The culture of poverty effects your ability to plan for emergencies.

I was well into my mid-twenties before I heard the term emergency fund/account. The people I knew and grew up with were all busy trying to pay the rent and keep food on the table. Extra money was seen as an opportunity to get ahead of another bill. The idea that you could just leave it in the bank, just in case, was weird. In fact, when I taught in Denver Public Schools, I would talk to high school kids about personal finances. Just like me, many of my students found the concept bizarre.

How could this affect your African-American characters? What stress could you pile on to your characters because of their upbringing?

Poverty Lends Itself to Immediate Gratification.

Many people living in poverty see no way out. They don’t believe they’ll ever get ahead or beat the system. When in a situation where you believe your situation is hopeless, why deny yourself anything?

I am one of the few homeowners in my family. I am also one of the few family members with a master’s degree. Both achievements took discipline and the ability to delay personal gratification. I was able to get both because I desperately wanted them. I wanted those things more than I wanted to hang out, go on vacation, or buy a big TV.
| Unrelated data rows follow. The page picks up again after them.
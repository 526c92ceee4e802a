//! Reference extraction and rewriting.
//!
//! Finds every asset reference in an HTML or CSS text and swaps the path for
//! its hashed counterpart from the [`RenameMap`]. Only the path value changes:
//! quotes, other attributes, query strings and fragments are kept byte for
//! byte, and the reference keeps its form (root-relative stays root-relative,
//! `../images/x.jpg` stays relative). Since a hashed file lives in the same
//! directory as its original, swapping the final path segment is enough.
//!
//! Rewriting is idempotent: hashed names are map values, never keys, so a
//! second pass finds nothing to change.

use regex::Regex;
use std::fs;
use std::io;
use std::ops::Range;
use std::path::Path;
use std::sync::LazyLock;

use crate::html::{Tag, Token, tokenize};
use crate::types::RenameMap;

static CSS_URL: LazyLock<Regex> = LazyLock::new(|| {
    Regex::new(r#"(?i)url\(\s*(?:"([^"]*)"|'([^']*)'|([^'")\s]+))\s*\)"#).unwrap()
});

static CSS_IMPORT: LazyLock<Regex> =
    LazyLock::new(|| Regex::new(r#"(?i)@import\s+(?:"([^"]*)"|'([^']*)')"#).unwrap());

/// Prefixes that mark a reference as external. Checked before any path
/// resolution.
const EXTERNAL_PREFIXES: &[&str] = &[
    "http:",
    "https:",
    "//",
    "mailto:",
    "data:",
    "tel:",
    "javascript:",
    "blob:",
    "#",
];

/// Where a reference was found. Determines whether it is verified.
#[derive(Debug, Clone, Copy, PartialEq, Eq, Hash)]
pub enum ReferenceSite {
    /// `<link rel="stylesheet" href>`
    Stylesheet,
    /// `<script src>`
    Script,
    /// `<img src>`
    Image,
    /// CSS `url(...)`, in a stylesheet, a `<style>` block or a `style` attribute.
    CssUrl,
    /// CSS `@import "..."`.
    CssImport,
    /// Any other `<link href>`: preloads, icons, manifests.
    Link,
    /// `og:image` / `twitter:image` meta content.
    SocialImage,
    /// Any other meta `content`.
    Meta,
    /// Generic `href` on anchors and other elements.
    Href,
    /// Generic `src` on media elements.
    Src,
}

impl ReferenceSite {
    /// Whether a dangling reference of this kind fails the build. Anchors,
    /// media and generic meta content are rewritten when they match but are
    /// not required to resolve.
    pub fn is_verified(self) -> bool {
        matches!(
            self,
            Self::Stylesheet
                | Self::Script
                | Self::Image
                | Self::CssUrl
                | Self::CssImport
                | Self::Link
                | Self::SocialImage
        )
    }
}

/// One reference in a text.
#[derive(Debug, Clone, PartialEq, Eq)]
pub struct Reference {
    pub site: ReferenceSite,
    pub value: String,
    /// Byte range of the value in the text.
    pub span: Range<usize>,
}

#[derive(Debug, Clone, Copy, PartialEq, Eq)]
pub enum TextKind {
    Html,
    Css,
}

impl TextKind {
    pub fn from_path(rel_path: &str) -> Option<Self> {
        let ext = rel_path.rsplit_once('.')?.1.to_ascii_lowercase();
        match ext.as_str() {
            "html" | "htm" => Some(Self::Html),
            "css" => Some(Self::Css),
            _ => None,
        }
    }
}

/// All references in `text`, ordered by position.
pub fn find_references(text: &str, kind: TextKind) -> Vec<Reference> {
    let mut refs = match kind {
        TextKind::Css => css_references(text, 0),
        TextKind::Html => html_references(text),
    };
    refs.sort_by_key(|r| r.span.start);
    refs
}

fn html_references(text: &str) -> Vec<Reference> {
    let mut refs = Vec::new();
    let mut in_style = false;

    for token in tokenize(text) {
        match token {
            Token::StartTag(tag) => {
                in_style = tag.name == "style" && !tag.self_closing;

                let (attr, site) = match tag.name.as_str() {
                    "link" if tag.attr_has_token("rel", "stylesheet") => ("href", ReferenceSite::Stylesheet),
                    "link" => ("href", ReferenceSite::Link),
                    "script" => ("src", ReferenceSite::Script),
                    "img" => ("src", ReferenceSite::Image),
                    "meta" if is_social_image(&tag) => ("content", ReferenceSite::SocialImage),
                    "meta" => ("content", ReferenceSite::Meta),
                    _ if tag.has_attr("href") => ("href", ReferenceSite::Href),
                    _ => ("src", ReferenceSite::Src),
                };
                if let Some(a) = tag.attr(attr)
                    && let (Some(value), Some(span)) = (&a.value, &a.value_span)
                    && !value.trim().is_empty()
                {
                    refs.push(Reference {
                        site,
                        value: value.clone(),
                        span: span.clone(),
                    });
                }

                if let Some(style) = tag.attr("style")
                    && let (Some(value), Some(span)) = (&style.value, &style.value_span)
                {
                    refs.extend(css_references(value, span.start));
                }
            }
            Token::Text(span) if in_style => {
                refs.extend(css_references(&text[span.clone()], span.start));
                in_style = false;
            }
            _ => in_style = false,
        }
    }
    refs
}

fn is_social_image(tag: &Tag) -> bool {
    ["property", "name"].iter().any(|attr| {
        tag.attr_value(attr).is_some_and(|v| {
            let v = v.trim().to_ascii_lowercase();
            matches!(v.as_str(), "og:image" | "og:image:url" | "twitter:image")
        })
    })
}

fn css_references(text: &str, offset: usize) -> Vec<Reference> {
    let mut refs = Vec::new();
    for (re, site) in [(&*CSS_URL, ReferenceSite::CssUrl), (&*CSS_IMPORT, ReferenceSite::CssImport)] {
        for caps in re.captures_iter(text) {
            let Some(m) = caps.iter().skip(1).flatten().next() else {
                continue;
            };
            if m.as_str().trim().is_empty() {
                continue;
            }
            refs.push(Reference {
                site,
                value: m.as_str().to_string(),
                span: offset + m.start()..offset + m.end(),
            });
        }
    }
    refs
}

/// Whether a reference points outside the build tree.
pub fn is_external(value: &str) -> bool {
    let v = value.trim().to_ascii_lowercase();
    if EXTERNAL_PREFIXES.iter().any(|p| v.starts_with(p)) {
        return true;
    }
    // Any other URI scheme (`ftp:`, `sms:`, …).
    match v.split_once(':') {
        Some((scheme, _)) => {
            !scheme.is_empty()
                && !scheme.contains('/')
                && scheme.starts_with(|c: char| c.is_ascii_alphabetic())
                && scheme.chars().all(|c| c.is_ascii_alphanumeric() || matches!(c, '+' | '-' | '.'))
        }
        None => false,
    }
}

/// Split `style.css?v=1#x` into `("style.css", "?v=1#x")`.
pub fn split_suffix(value: &str) -> (&str, &str) {
    match value.find(['?', '#']) {
        Some(i) => value.split_at(i),
        None => (value, ""),
    }
}

/// Canonical build-root-relative key for a reference path (query and
/// fragment already removed), as seen from `file_rel`.
///
/// A leading `/` means the build root; anything else is relative to the
/// referencing file's directory. Returns `None` for empty paths and paths
/// that climb above the root.
pub fn resolve_key(path: &str, file_rel: &str) -> Option<String> {
    let path = path.trim();
    if path.is_empty() {
        return None;
    }
    let joined = match path.strip_prefix('/') {
        Some(rooted) => rooted.to_string(),
        None => match file_rel.rsplit_once('/') {
            Some((dir, _)) => format!("{dir}/{path}"),
            None => path.to_string(),
        },
    };

    let mut segments: Vec<&str> = Vec::new();
    for segment in joined.split('/') {
        match segment {
            "" | "." => {}
            ".." => {
                segments.pop()?;
            }
            s => segments.push(s),
        }
    }
    if segments.is_empty() {
        return None;
    }
    Some(segments.join("/"))
}

/// The rewritten form of a single reference value, or `None` if it is
/// external or has no mapping.
pub fn rewrite_value(value: &str, file_rel: &str, map: &RenameMap) -> Option<String> {
    if is_external(value) {
        return None;
    }
    let (path, suffix) = split_suffix(value);
    let key = resolve_key(path, file_rel)?;
    let hashed = map.get(&key)?;
    let hashed_name = hashed.rsplit('/').next().unwrap_or(hashed);
    let prefix = match path.rfind('/') {
        Some(i) => &path[..=i],
        None => "",
    };
    Some(format!("{prefix}{hashed_name}{suffix}"))
}

/// Rewrite every mapped reference in `text`. Returns the new text and the
/// number of references changed.
pub fn rewrite_text(text: &str, kind: TextKind, file_rel: &str, map: &RenameMap) -> (String, usize) {
    let mut out = String::with_capacity(text.len());
    let mut cursor = 0;
    let mut changed = 0;

    for reference in find_references(text, kind) {
        if reference.span.start < cursor {
            continue;
        }
        if let Some(new_value) = rewrite_value(&reference.value, file_rel, map)
            && new_value != reference.value
        {
            out.push_str(&text[cursor..reference.span.start]);
            out.push_str(&new_value);
            cursor = reference.span.end;
            changed += 1;
        }
    }
    out.push_str(&text[cursor..]);
    (out, changed)
}

/// Rewrite a file under `root` in place. Files are only written when
/// something changed.
pub fn rewrite_file(root: &Path, file_rel: &str, map: &RenameMap) -> io::Result<usize> {
    let Some(kind) = TextKind::from_path(file_rel) else {
        return Ok(0);
    };
    let path = root.join(file_rel);
    let text = fs::read_to_string(&path)?;
    let (rewritten, changed) = rewrite_text(&text, kind, file_rel, map);
    if changed > 0 {
        fs::write(&path, rewritten)?;
    }
    Ok(changed)
}

/// Build-root-relative keys of the stylesheets `css` imports.
pub fn css_imports(css: &str, file_rel: &str) -> Vec<String> {
    find_references(css, TextKind::Css)
        .into_iter()
        .filter(|r| matches!(r.site, ReferenceSite::CssImport | ReferenceSite::CssUrl))
        .filter(|r| !is_external(&r.value))
        .filter_map(|r| resolve_key(split_suffix(&r.value).0, file_rel))
        .filter(|key| key.to_ascii_lowercase().ends_with(".css"))
        .collect()
}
For many people of color in poverty, buying a house, having nice things, getting an education seems pointless and out of reach. Also, there is a desperation of circumstance that supersedes everything else. This idea that this moment will not come again, and that I should live to the fullest, now. That this opportunity might never come again, so I have to take advantage of it now.

Being Poor Sucks

Poverty spans the gambit from simply annoying to plain old horrible on any given day. There is a stress associated with poverty. A stress that can be temporarily relieved by spending money—thus perpetuating the cycle.

Writing exercise.

#1.) Is your character poor? Why or why not? Would changing their socio-economic status give you new insights into their motivations, values, and beliefs? If your Black character is in a supporting role, would changing their economic status create more tension in the story? Why or why not?

#2.) How does the poverty of the Black community effect your Black character? Are they guilty for being successful? Do they feel obligated to give back? Are they uncomfortable in the Black community?

#3.) Write a scene where your Black character—who may or may not be the Point of View character—comments on the difference between how his family does something mundane and how his new friends do something. Show/describe the different values associated with each event.